WTO Ag Subsidy Deal Wobbling On the Brink
Official rebuts criticism of US WTO proposal on domestic agricultural support
GENEVA, Switzerland - 06/19/06 - A deal on agricultural market access is still beyond reach with little time left for World Trade Organization (WTO) negotiations, according to a top-ranked US trade official.
After a week of agriculture negotiations, participants remain far apart over tariff cuts, exceptions for politically sensitive products and limits on temporary safeguards to restrict import surges, according to Assistant US Trade Representative Jason Hafemeister.
"We're not there and we still have some serious differences in this area of the negotiations," Hafemeister said in remarks to the media last Friday in Geneva, Switzerland.
The WTO aims for conclusion of the broader negotiations, formally called the Doha Development Agenda, by the end of 2006, well ahead of the mid-2007 expiration of the U.S. president's trade negotiating authority.
Almost since its 2001 launch, the Doha round has remained nearly stalled over the politically difficult agricultural trade issues, especially market access.
"Without market access we don't deliver on the Doha promise," Hafemeister said. "Without market access we don't create the gains from trade.

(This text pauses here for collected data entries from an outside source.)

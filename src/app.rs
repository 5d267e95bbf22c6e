//! Wiring of the lookup page.
//!
//! [`RegcheckApp`] owns the session and the components built on top of it and
//! exposes one method per user affordance of the page.

use std::sync::{Arc, Mutex, MutexGuard, PoisonError};

use tokio::task::JoinHandle;
use tokio::time::Instant;
use tracing::debug;

use crate::backend::{HttpBackend, ResolutionBackend, StaticResource, StaticResources};
use crate::clipboard::{Clipboard, MemoryClipboard};
use crate::composition::CompositionGuard;
use crate::config::ClientConfig;
use crate::coordinator::{LookupOutcome, RequestCoordinator};
use crate::error::Result;
use crate::modal::{ClickTarget, ModalDialog};
use crate::overlay::{OverlayHosts, OverlaySequencer};
use crate::page::Page;
use crate::session::Session;

pub struct RegcheckApp {
    config: ClientConfig,
    session: Arc<Session>,
    coordinator: RequestCoordinator,
    modal: Arc<ModalDialog>,
    composition: Mutex<CompositionGuard>,
}

impl RegcheckApp {
    pub fn new(
        config: ClientConfig,
        backend: Arc<dyn ResolutionBackend>,
        resources: Arc<dyn StaticResources>,
        clipboard: Arc<dyn Clipboard>,
    ) -> Result<Self> {
        config.validate()?;
        let session = Session::new(Page::new(&config.copy_label));
        let coordinator = RequestCoordinator::new(Arc::clone(&session), backend, clipboard, &config);
        let modal = Arc::new(ModalDialog::new(resources));
        let composition = Mutex::new(CompositionGuard::new(config.composition_grace()));
        Ok(Self { config, session, coordinator, modal, composition })
    }

    /// Talks to the service at `config.base_url` over HTTP and copies into an
    /// in-memory clipboard.
    pub fn connect(config: ClientConfig) -> Result<Self> {
        let http = Arc::new(HttpBackend::from_config(&config)?);
        let clipboard = Arc::new(MemoryClipboard::new());
        Self::new(config, http.clone(), http, clipboard)
    }

    fn composition(&self) -> MutexGuard<'_, CompositionGuard> {
        self.composition.lock().unwrap_or_else(PoisonError::into_inner)
    }

    pub fn config(&self) -> &ClientConfig { &self.config }
    pub fn session(&self) -> &Arc<Session> { &self.session }
    pub fn coordinator(&self) -> &RequestCoordinator { &self.coordinator }
    pub fn modal(&self) -> &Arc<ModalDialog> { &self.modal }

    pub fn page(&self) -> Page {
        self.session.page()
    }

    /// Submit button.
    pub fn submit(&self, text: &str) -> Option<JoinHandle<LookupOutcome>> {
        self.coordinator.submit(text)
    }

    /// Enter in the input field; ignored while an IME composition is settling.
    pub fn press_enter(&self, text: &str) -> Option<JoinHandle<LookupOutcome>> {
        if !self.composition().should_submit_on_enter(Instant::now()) {
            debug!("enter suppressed during composition");
            return None;
        }
        self.coordinator.submit(text)
    }

    pub fn composition_start(&self) {
        self.composition().composition_start();
    }

    pub fn composition_end(&self) {
        self.composition().composition_end();
    }

    pub async fn copy_result(&self) -> Result<()> {
        self.coordinator.copy_result().await
    }

    pub fn show_usage(&self) {
        self.modal.open_usage();
    }

    pub fn show_supported_laws(&self) -> JoinHandle<Result<()>> {
        self.modal.spawn_resource(StaticResource::SupportedLaws)
    }

    pub fn show_announcements(&self) -> JoinHandle<Result<()>> {
        self.modal.spawn_resource(StaticResource::Announcements)
    }

    pub fn close_modal(&self) {
        self.modal.close();
    }

    pub fn click_modal(&self, target: ClickTarget) {
        self.modal.click_backdrop(target);
    }

    /// Starts the onboarding overlays for a page with the given hosts.
    pub fn start_onboarding(&self, hosts: OverlayHosts) -> OverlaySequencer {
        OverlaySequencer::from_config(hosts, &self.config)
    }
}
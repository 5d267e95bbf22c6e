//! Headless model of the lookup page.
//!
//! The page is the set of display slots the coordinator writes to: the result
//! area, the copy button and the queue of blocking alerts. A renderer (browser
//! glue, terminal front end, a test) reads a [`Page`] snapshot and shows it.

use crate::session::Generation;

/// Rendered lookup result: the markup shown in the result area and the plain
/// text a copy puts on the clipboard.
#[derive(Debug, Clone, PartialEq, Eq)]
pub struct ResultView {
    pub markup: String,
    pub text: String,
}

#[derive(Debug, Clone, Default, PartialEq, Eq)]
pub enum ResultArea {
    #[default]
    Empty,
    /// A lookup is in flight; `message` is the loading line currently shown.
    Loading { generation: Generation, message: String },
    Rendered(ResultView),
    /// Application or communication error, as markup.
    Failed(String),
}

impl ResultArea {
    pub fn markup(&self) -> String {
        match self {
            ResultArea::Empty => String::new(),
            ResultArea::Loading { message, .. } => crate::markup::loading_markup(message),
            ResultArea::Rendered(view) => view.markup.clone(),
            ResultArea::Failed(markup) => markup.clone(),
        }
    }
    pub fn is_loading(&self) -> bool {
        matches!(self, ResultArea::Loading { .. })
    }
}

#[derive(Debug, Clone, PartialEq, Eq)]
pub struct CopyButton {
    pub visible: bool,
    pub label: String,
    /// Set while the "copied" confirmation label is showing.
    pub copied: bool,
}

#[derive(Debug, Clone, PartialEq, Eq)]
pub struct Page {
    pub result: ResultArea,
    pub copy_button: CopyButton,
    pub alerts: Vec<String>,
}

impl Page {
    pub fn new(copy_label: &str) -> Self {
        Self {
            result: ResultArea::Empty,
            copy_button: CopyButton { visible: false, label: copy_label.to_string(), copied: false },
            alerts: Vec::new(),
        }
    }

    /// The text a copy should place on the clipboard, if a result is showing.
    pub fn result_text(&self) -> Option<&str> {
        match &self.result {
            ResultArea::Rendered(view) => Some(&view.text),
            _ => None,
        }
    }

    /// Hands the pending alerts to the caller, leaving the queue empty.
    pub fn take_alerts(&mut self) -> Vec<String> {
        std::mem::take(&mut self.alerts)
    }
}
//! Lookup request coordination.
//!
//! Every submission advances the session generation. When the response comes
//! back it may only touch the page if its generation is still the latest one;
//! an older response is dropped without a trace on the page, however late it
//! arrives. The loading indicator of a lookup is held as a guard for the whole
//! round trip and released exactly once, whatever the outcome.

use std::sync::{Arc, Mutex, PoisonError};
use std::time::Duration;

use tokio::task::JoinHandle;
use tracing::{debug, info, warn};

use crate::backend::{ResolutionBackend, SearchReply};
use crate::clipboard::Clipboard;
use crate::config::ClientConfig;
use crate::error::Result;
use crate::loading::{LoadingGuard, LoadingIndicator};
use crate::markup;
use crate::page::ResultArea;
use crate::session::{Generation, Session};

pub const COPY_FAILED: &str = "Copy failed";

#[derive(Debug, Clone, Copy, PartialEq, Eq)]
pub enum LookupOutcome {
    Rendered,
    ApplicationError,
    TransportError,
    /// A newer lookup was submitted before this one completed.
    Stale,
}

pub struct RequestCoordinator {
    session: Arc<Session>,
    backend: Arc<dyn ResolutionBackend>,
    clipboard: Arc<dyn Clipboard>,
    indicator: LoadingIndicator,
    copy_label: String,
    copied_label: String,
    copy_revert: Duration,
    revert: Mutex<Option<JoinHandle<()>>>,
}

impl RequestCoordinator {
    pub fn new(
        session: Arc<Session>,
        backend: Arc<dyn ResolutionBackend>,
        clipboard: Arc<dyn Clipboard>,
        config: &ClientConfig,
    ) -> Self {
        let indicator = LoadingIndicator::new(
            Arc::clone(&session),
            config.loading_messages.clone(),
            config.loading_interval(),
        );
        Self {
            session,
            backend,
            clipboard,
            indicator,
            copy_label: config.copy_label.clone(),
            copied_label: config.copied_label.clone(),
            copy_revert: config.copy_revert(),
            revert: Mutex::new(None),
        }
    }

    /// The synchronous half of a submission: allocates the generation, swaps
    /// the result area for the loading placeholder, hides the copy button and
    /// starts the indicator. Empty input is ignored.
    pub fn begin(&self, text: &str) -> Option<PendingLookup> {
        if text.is_empty() {
            debug!("empty submission ignored");
            return None;
        }
        let generation = self.session.advance(|generation, page| {
            page.result = self.indicator.placeholder(generation);
            page.copy_button.visible = false;
        });
        let guard = self.indicator.start(generation);
        info!(%generation, "lookup submitted");
        Some(PendingLookup {
            text: text.to_string(),
            generation,
            guard,
            session: Arc::clone(&self.session),
            backend: Arc::clone(&self.backend),
        })
    }

    /// Submits `text` and resolves it on a background task.
    pub fn submit(&self, text: &str) -> Option<JoinHandle<LookupOutcome>> {
        self.begin(text).map(|pending| tokio::spawn(pending.resolve()))
    }

    /// Submits `text` and waits for its outcome.
    pub async fn lookup(&self, text: &str) -> Option<LookupOutcome> {
        match self.begin(text) {
            Some(pending) => Some(pending.resolve().await),
            None => None,
        }
    }

    pub fn generation(&self) -> Generation {
        self.session.current()
    }

    pub fn indicator(&self) -> &LoadingIndicator {
        &self.indicator
    }

    /// Puts the plain text of the shown result on the clipboard and flips the
    /// copy button to its confirmation label for a while. A failure raises an
    /// alert and leaves everything else as it was.
    pub async fn copy_result(&self) -> Result<()> {
        let Some(text) = self.session.update(|page| page.result_text().map(str::to_string)) else {
            debug!("nothing to copy");
            return Ok(());
        };
        if let Err(e) = self.clipboard.write_text(&text).await {
            warn!(error = %e, "copy to clipboard failed");
            self.session.update(|page| page.alerts.push(COPY_FAILED.to_string()));
            return Err(e);
        }
        let copied_label = self.copied_label.clone();
        self.session.update(|page| {
            page.copy_button.label = copied_label;
            page.copy_button.copied = true;
        });

        let session = Arc::clone(&self.session);
        let label = self.copy_label.clone();
        let delay = self.copy_revert;
        let revert = tokio::spawn(async move {
            tokio::time::sleep(delay).await;
            session.update(|page| {
                page.copy_button.label = label;
                page.copy_button.copied = false;
            });
        });
        // a second copy restarts the confirmation period
        let previous = self.revert.lock().unwrap_or_else(PoisonError::into_inner).replace(revert);
        if let Some(previous) = previous {
            previous.abort();
        }
        Ok(())
    }
}

/// A submitted lookup waiting for its response.
pub struct PendingLookup {
    text: String,
    generation: Generation,
    guard: LoadingGuard,
    session: Arc<Session>,
    backend: Arc<dyn ResolutionBackend>,
}

impl PendingLookup {
    pub fn generation(&self) -> Generation {
        self.generation
    }

    /// Awaits the response and renders it if this lookup is still current.
    pub async fn resolve(mut self) -> LookupOutcome {
        let reply = self.backend.search(&self.text).await;
        let outcome = self.apply(reply);
        self.guard.stop();
        outcome
    }

    fn apply(&self, reply: Result<SearchReply>) -> LookupOutcome {
        let generation = self.generation;
        let (outcome, area, reveal_copy) = match reply {
            Ok(SearchReply::Found(result)) => {
                let view = markup::render_result(&self.text, &result);
                (LookupOutcome::Rendered, ResultArea::Rendered(view), true)
            }
            Ok(SearchReply::Rejected(message)) => {
                (LookupOutcome::ApplicationError, ResultArea::Failed(markup::error_markup(&message)), false)
            }
            Err(e) => {
                warn!(%generation, error = %e, "lookup failed in transit");
                (LookupOutcome::TransportError, ResultArea::Failed(markup::communication_error_markup()), false)
            }
        };
        let applied = self.session.update_if_current(generation, |page| {
            page.result = area;
            page.copy_button.visible = reveal_copy;
        });
        match applied {
            Some(()) => {
                info!(%generation, ?outcome, "lookup completed");
                outcome
            }
            None => {
                debug!(%generation, ?outcome, "superseded response discarded");
                LookupOutcome::Stale
            }
        }
    }
}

Without market access we can't have a balanced package in any saleable sense anywhere."
To meet the deadline for the end of the year, he said, agriculture negotiators "must agree at least on modalities, or a specific framework and timetable, before the WTO takes its summer break in August. Whether that's June or July, I'm not particular."
Ministers from some key countries are expected to convene in Geneva the last week of June to try to advance the negotiations. A potentially crucial WTO General Council meeting is scheduled for the last week of July.
Last October, the US proposed deep cuts in domestic support spending for farmers by wealthy countries and in agricultural tariffs by wealthy and rapidly growing developing countries.
US Trade Representative Susan Schwab reiterated just days ago that the US proposal remained conditional on other countries offering "significant new market access" for US exports through tariff cuts.
By nearly all analysis, tariff cuts proposed by the European Union (EU) would amount to no real increase in market access. Under any existing proposal, the EU would still be allowed to spend on domestic support multiple the level allowed to the US.
At the Geneva briefing, Hafemeister rebutted EU's claims that under its proposal the US could still spend as much or more money on domestic support as it spends now.
He said the US would have to cut the most trade-distorting domestic support, in a category the WTO calls the amber box, from $19 billion to $7.6 billion a year and cap counter-cyclical spending, which assists farmers when commodity prices fall.
"When you combine those two together, the two most trade-distorting boxes, there are real cuts, and there's no avoiding that," Hafemeister said.
Even an increase in what is called de minimis spending could not evade real cuts in domestic support, he said.
Under the existing WTO agreement, de minimis trade-distorting product-specific domestic support - in which the aggregate value does not exceed 5% of the total value of production - is not subject to reductions.
The US proposal would cut the de minimis ceiling to 2.5%.
Hafemeister rejected an EU demand for even more US concessions.
"We've made a very strong offer, it hasn't been responded to, and it's not really a good use of our time to continue to explore strengthening our offer when we're still very unbalanced with what's on the table," he said.
If a WTO pact is forged, it could form part of the parameters for new US farm subsidy legislation but not dictate its contents, commented Senate Agriculture Committee chairman Saxby Chambliss, (R-Georgia).
"We're going to look at good policy and let the dollars follow the policy," he said.